Und das alles nur, weil es Menschen (und darunter leider auch jede Menge Politiker) bei uns gibt, die an ein Phantasiewesen glauben und sich nach einem Märchenbuch richten. Mit solchen Leuten haben meine Familie und ich nichts zu tun. Weshalb sollten wir also uns nach deren Werten und kruden Phantasien richten?
Wenn mich jemals einer meiner Angehörigen um Sterbehilfe bitten würde, und es wirklich notwendig wäre (die einzige Kompetenz, die ich habe und mit der ich das beurteilen muss, ist mein Verstand), werde ich mich dieser Bitte nicht verweigern. Auch wenn ich (noch) nicht weiß wie ich helfen kann, so weiß ich doch, dass ich helfen werde.
Kommt Zeit, kommt Rat. Das sind die einzigen Optionen, welche die Politik mir und meinen sterbewilligen Angehörigen lässt. Aber ich werde niemanden alleine lassen, den ich liebe und für den ich Verantwortung übernommen habe. Ganz egal, wer da mal irgendwann für wen und für was ans Kreuz genagelt wurde oder was die Politik gegen meine Lebenswirklichkeiten beschließt.
Die Sterbehilfe sollte, nein müssen, Ärzte übernehmen. Erstens weil sie, rein fachlich gesehen, wissen was sie tun und das Sterben deshalb dann tatsächlich auch friedlich sein kann. Zweitens weil nur sie sicherstellen können, dass es tatsächlich einen driftigen Grund zum Sterben gibt. Und, last but not least, drittens, weil ich als Angehöriger lieber Händchen halten und bitterlich weinen möchte, als eine genau definierte Reihenfolge an Handlungen zu unternehmen - oder zu unterlassen! -, damit mein Angehöriger im Rahmen des Rechts einigermaßen selbstbestimmt sterben kann, während ich Angst vor dem Staatsanwalt haben muss.
Die Verantwortung der Sterbehilfe so dermaßen auf die Schultern der Angehörigen zu packen, ist nicht nur perfide, sondern geradezu pervers.
Die Verknüpfung der beiden letzten Adjektive mit irgendwelchen Religionen verkneife ich mir jetzt aber. Es ist nämlich vorrangig die Politik, der Beine gemacht werden sollte.
Zuzzl am Permanenter Link
"Die Sterbehilfe sollte, nein müssen, Ärzte übernehmen."
Der zynische Witz ist ja, dass der Staat dieser Berufsgruppe ein absolutes Monopol für das Ausstellen von Rezepten verschreibungspflichtiger Medikamente eingeräumt hat. D.h. man braucht den Arzt für die Erlaubnis, eine wirksame Substanz von einer ganz anderen Firma zu erwerben. Umso zynischer und absurder war also der Spruch von Ulrich Montgomery "Lassen Sie das doch den Klempner machen"!

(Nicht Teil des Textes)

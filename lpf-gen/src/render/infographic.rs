//! Infographic rendering
//!
//! A title and up to six stat cards on the 1200x630 canvas, laid out in
//! a 3-column grid over a subtle vertical gradient.

use super::{xml_escape, BASE_HEIGHT, BASE_WIDTH};
use lpf_common::{Error, Result};
use serde::Deserialize;
use std::fmt::Write as _;

/// A single statistic: big value, small label
#[derive(Debug, Clone, Deserialize)]
pub struct Stat {
    #[serde(default)]
    pub label: String,
    #[serde(default)]
    pub value: String,
}

/// Grid geometry
const STATS_PER_ROW: usize = 3;
const MAX_STATS: usize = 6;
const MARGIN: f64 = 60.0;
const SLOT_HEIGHT: f64 = 200.0;
const GRID_TOP: f64 = 180.0;

/// Render an infographic as SVG bytes
pub fn render(title: &str, stats: &[Stat], brand_color: &str) -> Result<Vec<u8>> {
    if stats.is_empty() {
        return Err(Error::InvalidInput("at least one stat is required".to_string()));
    }

    let mut svg = String::new();
    let _ = write!(
        svg,
        "<svg xmlns=\"http://www.w3.org/2000/svg\" width=\"{w}\" height=\"{h}\" \
         viewBox=\"0 0 {w} {h}\" font-family=\"Helvetica, Arial, sans-serif\">",
        w = BASE_WIDTH,
        h = BASE_HEIGHT
    );

    // Vertical gradient backdrop
    svg.push_str(
        "<defs><linearGradient id=\"bg\" x1=\"0\" y1=\"0\" x2=\"0\" y2=\"1\">\
         <stop offset=\"0%\" stop-color=\"#1e1e32\"/>\
         <stop offset=\"100%\" stop-color=\"#323250\"/>\
         </linearGradient></defs>",
    );
    let _ = write!(
        svg,
        "<rect width=\"{}\" height=\"{}\" fill=\"url(#bg)\"/>",
        BASE_WIDTH, BASE_HEIGHT
    );

    let _ = write!(
        svg,
        "<text x=\"{:.0}\" y=\"98\" font-size=\"48\" font-weight=\"bold\" fill=\"#ffffff\">{}</text>",
        MARGIN,
        xml_escape(title)
    );

    let slot_width = (BASE_WIDTH as f64 - MARGIN * 2.0) / STATS_PER_ROW as f64;
    let card_width = slot_width - 40.0;
    let card_height = SLOT_HEIGHT - 40.0;

    for (i, stat) in stats.iter().take(MAX_STATS).enumerate() {
        let row = i / STATS_PER_ROW;
        let col = i % STATS_PER_ROW;
        let x = MARGIN + col as f64 * slot_width;
        let y = GRID_TOP + row as f64 * SLOT_HEIGHT;

        let _ = write!(
            svg,
            "<rect class=\"card\" x=\"{:.1}\" y=\"{:.1}\" width=\"{:.1}\" height=\"{:.1}\" \
             rx=\"15\" fill=\"#2a2a2a\" stroke=\"{}\" stroke-width=\"3\"/>",
            x,
            y,
            card_width,
            card_height,
            xml_escape(brand_color)
        );
        let _ = write!(
            svg,
            "<text x=\"{:.1}\" y=\"{:.1}\" font-size=\"42\" font-weight=\"bold\" fill=\"{}\" \
             text-anchor=\"middle\">{}</text>",
            x + card_width / 2.0,
            y + 75.0,
            xml_escape(brand_color),
            xml_escape(&stat.value)
        );
        let _ = write!(
            svg,
            "<text x=\"{:.1}\" y=\"{:.1}\" font-size=\"28\" fill=\"#cccccc\" \
             text-anchor=\"middle\">{}</text>",
            x + card_width / 2.0,
            y + 130.0,
            xml_escape(&stat.label)
        );
    }

    svg.push_str("</svg>");
    Ok(svg.into_bytes())
}

#[cfg(test)]
mod tests {
    use super::*;

    fn stats(n: usize) -> Vec<Stat> {
        (0..n)
            .map(|i| Stat {
                label: format!("Metric {}", i),
                value: format!("{}%", i * 10),
            })
            .collect()
    }

    #[test]
    fn renders_one_card_per_stat() {
        let svg = String::from_utf8(render("Growth", &stats(4), "#4a9eff").unwrap()).unwrap();
        assert_eq!(svg.matches("class=\"card\"").count(), 4);
        assert!(svg.contains(">Growth</text>"));
    }

    #[test]
    fn caps_at_six_cards() {
        let svg = String::from_utf8(render("Growth", &stats(9), "#4a9eff").unwrap()).unwrap();
        assert_eq!(svg.matches("class=\"card\"").count(), 6);
    }

    #[test]
    fn empty_stats_are_rejected() {
        assert!(render("Growth", &[], "#4a9eff").is_err());
    }

    #[test]
    fn brand_color_styles_cards_and_values() {
        let svg = String::from_utf8(render("T", &stats(1), "#ff0066").unwrap()).unwrap();
        assert!(svg.contains("stroke=\"#ff0066\""));
        assert!(svg.contains("fill=\"#ff0066\""));
    }

    #[test]
    fn stat_text_is_escaped() {
        let list = vec![Stat {
            label: "A&B".to_string(),
            value: "<1s".to_string(),
        }];
        let svg = String::from_utf8(render("T", &list, "#4a9eff").unwrap()).unwrap();
        assert!(svg.contains("A&amp;B"));
        assert!(svg.contains("&lt;1s"));
    }
}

Ich würde lieber nie wieder einen Arzt sehen und dafür das Recht haben, einfach selber zu entscheiden, was ich kaufe und einnehme, und warum.
Olaf Sander am Permanenter Link
Mir wäre ein solches Recht egal. Weil ich nämlich auch weiterhin zum Arzt gehen würde, wenn es irgendwo zieht, drückt oder schmerzt.
Ungefähr so wie ich als Hobbyhandwerker bei der Renovierung eines Hauses meine handwerklichen Grenzen kennen muss, um nicht teuren Pfusch zu verursachen, oder wie ich mich nie selbst vor Gericht verteidigen würde, weil ich mich nur lächerlich machen und sicher verlieren würde.
Für mich wäre das alles Selbstüberschätzung. Eine Art des selbstbestimmten Sterbens, die für mich nicht in Frage kommt.
Zuzzl am Permanenter Link
Das können Sie halten wie Sie wollen, sollte aber anderen nicht aufgezwungen werden.
Außerdem geht es ja darum, dass manche Ärtzevertreter wie Montgomery sich von dem Thema Sterbehilfe distanzieren wollen und einfach ignorieren, dass dieses Monopol bedeutet, dass der Erwerb der entsprechenden Mittel dann für den privaten Bürger effektiv verboten ist - der aber natürlich brav weiterhin Zwangskrankenkassenbeiträge zu verrichten hat.
Mal gar nicht erst davon zu reden, dass die besten Mittel wie etwa Natrium-Pentobarbital nur für Tiere verfügbar, für Menschen jedoch komplett verboten sind.
Mir geht es um die Heuchelei und die herablassende Bevormundung dabei. Wenn das ärtzliche Berufsethos so viele Steine in den Weg legt, dann müssen die Ärtze eben dieses Machtprivileg aufgeben.
Zuzzl am Permanenter Link
Der Suizid hat keine positive Bewertung, sondern das Recht, selbst entscheiden zu können anstatt bevormundet zu werden, hat eine positive Bewertung in diesen Bevölkerungsschichten.
Und nur darum geht es, niemand wird gegen seinen Willen zum Suizid genötigt.